Georg’s escape out of Paris leads him on a odyssey that reveals his external desperation to survive and his internal yearning to maintain humanity at all costs. The fascist menace forces Georg to fight this battle between his instinct and his humanity, where he must choose what kind of man he is and what kind of life he will lead.
Transit, which is in French and German with English subtitles, is a decidedly foreign film in that it does not conform to Hollywood conventions. This eschewing of storytelling convention can be somewhat frustrating for the uninitiated or for those not prepared for it, so consider yourself warned. Understand that this film is really about the pressures of living, or trying to live, under the toxic cloud of fascism, and how the existential fear of obliteration at the hands of totalitarians turns people upside down to the point where they behave emotionally and in ways that seem irrational to those on the outside. Seeing the film through this lens will hopefully help make any moments in the film that seem unclear or unrealistic much more palatable.
As for the cast, Franz Rogowski does stellar work as the conflicted Georg. Rogowski is Joaquin Phoenix’s German doppleganger, cleft lip scar included. Rogowski even has the same energy as Phoenix and he carries that burdensome darkness and despair with him through this film like an iron cross on the road to his Golgotha. Rogowski’s intensity is heightened by his silence and stillness, which are filled with a vibrant intentionality that acutely convey his internal struggle.
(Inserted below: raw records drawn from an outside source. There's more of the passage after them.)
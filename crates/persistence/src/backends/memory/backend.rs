//! In-memory backend implementation.

use std::fmt::Debug;
use std::sync::Arc;

use async_trait::async_trait;

use super::cluster::{MemoryCluster, MissingCollection};
use crate::core::{
    Backend, BackendCapability, BackendKind, ConnectionHandle, ConnectionManager, Connector,
    OperationContext,
};
use crate::error::{BackendError, StorageError, StorageResult};
use crate::tenant::NamingRules;
use crate::types::CollectionRef;

pub(crate) const BACKEND_NAME: &str = "memory";

/// Identifier field used by the in-memory backend.
pub const ID_FIELD: &str = "id";

/// Scheme accepted by [`MemoryConnector`].
pub const MEMORY_SCHEME: &str = "memory://";

/// Opens [`MemoryCluster`]s for `memory://<name>` connection strings.
#[derive(Debug, Default, Clone, Copy)]
pub struct MemoryConnector;

#[async_trait]
impl Connector for MemoryConnector {
    type Session = MemoryCluster;

    fn backend_name(&self) -> &'static str {
        BACKEND_NAME
    }

    async fn connect(&self, connection_string: &str) -> Result<MemoryCluster, BackendError> {
        if !connection_string.starts_with(MEMORY_SCHEME) {
            return Err(BackendError::ConnectionFailed {
                backend_name: BACKEND_NAME.to_string(),
                message: format!(
                    "unsupported connection string '{connection_string}', expected {MEMORY_SCHEME}<name>"
                ),
            });
        }
        Ok(MemoryCluster::new())
    }
}

/// In-process document storage with change feeds.
///
/// Behaves like the networked backends (lazy connection, provisioning,
/// not-found policy, change feed semantics) without any I/O, which makes it
/// the backend of choice for tests and local development.
///
/// # Example
///
/// ```
/// use neutrino_persistence::backends::memory::MemoryBackend;
/// use neutrino_persistence::core::{Backend, BackendCapability};
///
/// let backend = MemoryBackend::new();
/// assert!(backend.supports(BackendCapability::ChangeFeed));
/// ```
pub struct MemoryBackend {
    connection_string: String,
    connections: Arc<ConnectionManager<MemoryConnector>>,
}

impl Debug for MemoryBackend {
    fn fmt(&self, f: &mut std::fmt::Formatter<'_>) -> std::fmt::Result {
        f.debug_struct("MemoryBackend")
            .field("connection_string", &self.connection_string)
            .field("connections", &self.connections)
            .finish()
    }
}

impl Default for MemoryBackend {
    fn default() -> Self {
        Self::new()
    }
}

impl MemoryBackend {
    /// Creates a backend on `memory://default` with its own connection cache.
    pub fn new() -> Self {
        Self::with_connection_string(format!("{MEMORY_SCHEME}default"))
    }

    /// Creates a backend on the given `memory://` connection string.
    pub fn with_connection_string(connection_string: impl Into<String>) -> Self {
        Self::with_connections(
            connection_string,
            Arc::new(ConnectionManager::new(MemoryConnector)),
        )
    }

    /// Creates a backend that shares an existing connection cache.
    ///
    /// Backends sharing a cache and a connection string see the same data.
    pub fn with_connections(
        connection_string: impl Into<String>,
        connections: Arc<ConnectionManager<MemoryConnector>>,
    ) -> Self {
        Self {
            connection_string: connection_string.into(),
            connections,
        }
    }

    /// The connection cache used by this backend.
    pub fn connections(&self) -> &Arc<ConnectionManager<MemoryConnector>> {
        &self.connections
    }

    /// The connection string this backend targets.
    pub fn connection_string(&self) -> &str {
        &self.connection_string
    }

    pub(crate) async fn handle(&self) -> StorageResult<Arc<ConnectionHandle<MemoryCluster>>> {
        self.connections.acquire(&self.connection_string).await
    }

    /// Acquires the connection and provisions `collection`.
    pub(crate) async fn prepare(
        &self,
        collection: &CollectionRef,
    ) -> StorageResult<Arc<ConnectionHandle<MemoryCluster>>> {
        let handle = self.handle().await?;
        let cluster = handle.session();
        handle
            .provisioner()
            .ensure(collection.database(), collection.name(), || async {
                if cluster.create_collection(collection.database(), collection.name()) {
                    tracing::info!(
                        backend = BACKEND_NAME,
                        collection = %collection,
                        "Created collection"
                    );
                }
                Ok(())
            })
            .await?;
        Ok(handle)
    }

    /// Drops a collection as an operator would, outside this layer.
    ///
    /// The provisioning memo is not updated; the next operation discovers the
    /// missing collection.
    pub async fn drop_collection(
        &self,
        ctx: &OperationContext,
        collection: &CollectionRef,
    ) -> StorageResult<bool> {
        ctx.run("drop_collection", async {
            let handle = self.handle().await?;
            Ok(handle
                .session()
                .drop_collection(collection.database(), collection.name()))
        })
        .await
    }
}

/// Maps a vanished collection to a backend error and forgets its provisioning.
pub(crate) fn missing_collection(
    handle: &ConnectionHandle<MemoryCluster>,
    collection: &CollectionRef,
    _: MissingCollection,
) -> StorageError {
    handle
        .provisioner()
        .invalidate(collection.database(), collection.name());
    StorageError::Backend(BackendError::QueryError {
        message: format!("collection {collection} does not exist"),
    })
}

#[async_trait]
impl Backend for MemoryBackend {
    fn kind(&self) -> BackendKind {
        BackendKind::Memory
    }

    fn name(&self) -> &'static str {
        BACKEND_NAME
    }

    fn capabilities(&self) -> Vec<BackendCapability> {
        vec![
            BackendCapability::Crud,
            BackendCapability::Projection,
            BackendCapability::ChangeFeed,
        ]
    }

    fn id_field(&self) -> &'static str {
        ID_FIELD
    }

    fn naming_rules(&self) -> &NamingRules {
        &NamingRules::MONGODB
    }

    async fn health_check(&self) -> Result<(), BackendError> {
        match self.handle().await {
            Ok(_) => Ok(()),
            Err(StorageError::Backend(err)) => Err(err),
            Err(err) => Err(BackendError::Unavailable {
                backend_name: BACKEND_NAME.to_string(),
                message: err.to_string(),
            }),
        }
    }
}
//! Tenant scope identifier.
//!
//! A [`TenantId`] names the namespace that owns a logical collection: a
//! user (for their application list), an application (for its data types
//! and end users), or the system itself. It is only ever used to derive
//! physical collection names and is never stored as a document.

use std::fmt;
use std::str::FromStr;

use serde::{Deserialize, Serialize};

/// The system tenant identifier, used for deployment-wide collections.
///
/// Collections owned by the system tenant (the user registry, the
/// application map, system settings) carry no tenant prefix in their
/// physical name.
pub const SYSTEM_TENANT: &str = "__system__";

/// An opaque tenant scope.
///
/// # Examples
///
/// ```
/// use neutrino_persistence::tenant::TenantId;
///
/// let user = TenantId::new("jane@example.com");
/// assert_eq!(user.as_str(), "jane@example.com");
/// assert!(!user.is_system());
/// ```
#[derive(Clone, PartialEq, Eq, Hash, PartialOrd, Ord, Serialize, Deserialize)]
#[serde(transparent)]
pub struct TenantId(String);

impl TenantId {
    /// Creates a new tenant scope from the given string.
    ///
    /// An empty scope is a caller contract violation; it is accepted here and
    /// produces a distinct (if odd) physical name rather than a runtime error.
    pub fn new(id: impl Into<String>) -> Self {
        Self(id.into())
    }

    /// Returns the system tenant scope.
    ///
    /// # Examples
    ///
    /// ```
    /// use neutrino_persistence::tenant::TenantId;
    ///
    /// let system = TenantId::system();
    /// assert!(system.is_system());
    /// ```
    pub fn system() -> Self {
        Self(SYSTEM_TENANT.to_string())
    }

    /// Returns the tenant scope as a string slice.
    pub fn as_str(&self) -> &str {
        &self.0
    }

    /// Returns `true` if this is the system tenant.
    pub fn is_system(&self) -> bool {
        self.0 == SYSTEM_TENANT
    }
}

impl fmt::Display for TenantId {
    fn fmt(&self, f: &mut fmt::Formatter<'_>) -> fmt::Result {
        write!(f, "{}", self.0)
    }
}

impl fmt::Debug for TenantId {
    fn fmt(&self, f: &mut fmt::Formatter<'_>) -> fmt::Result {
        write!(f, "TenantId({})", self.0)
    }
}

impl FromStr for TenantId {
    type Err = std::convert::Infallible;

    fn from_str(s: &str) -> Result<Self, Self::Err> {
        Ok(TenantId::new(s))
    }
}

impl From<&str> for TenantId {
    fn from(s: &str) -> Self {
        TenantId::new(s)
    }
}

impl From<String> for TenantId {
    fn from(s: String) -> Self {
        TenantId::new(s)
    }
}

impl AsRef<str> for TenantId {
    fn as_ref(&self) -> &str {
        &self.0
    }
}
The ever luminous Paula Beer (last seen in the Oscar nominated Never Look Away) plays Marie, a mysterious beauty who keeps stumbling into Georg on his journey. Beer is a captivating and dynamic screen presence whose Maria is a compelling cauldron of regret, determination and despondency that never falls into caricature or fails to surprise.
The rest of the cast all do solid work, particularly Barbara Auer as a steely architect turned maid, in creating the atmosphere of maddening, dehumanizing and frantic fear that descends upon those under the thumb of a fascist threat.
In conclusion, Transit is not for everyone as its unconventionality can be at times unsatisfying, but for those who make the leap, they have the chance to be rewarded with a film that isn’t perfect but that is rich in psychological drama and political poignancy. My recommendation is for cinephiles who enjoy foreign film to definitely see Transit in the theatres. For those with less sophisticated film tastes, maybe start by watching Antonioni’s The Passenger, it stars Jack Nicholson and can be pretty challenging but is a good place to dip your toe into the water. If you like that then it is worth giving Transit a shot when it becomes available on Netflix/Amazon or Cable because even if you end up thinking the movie fails as entertainment, you may find that it succeeds as prophecy.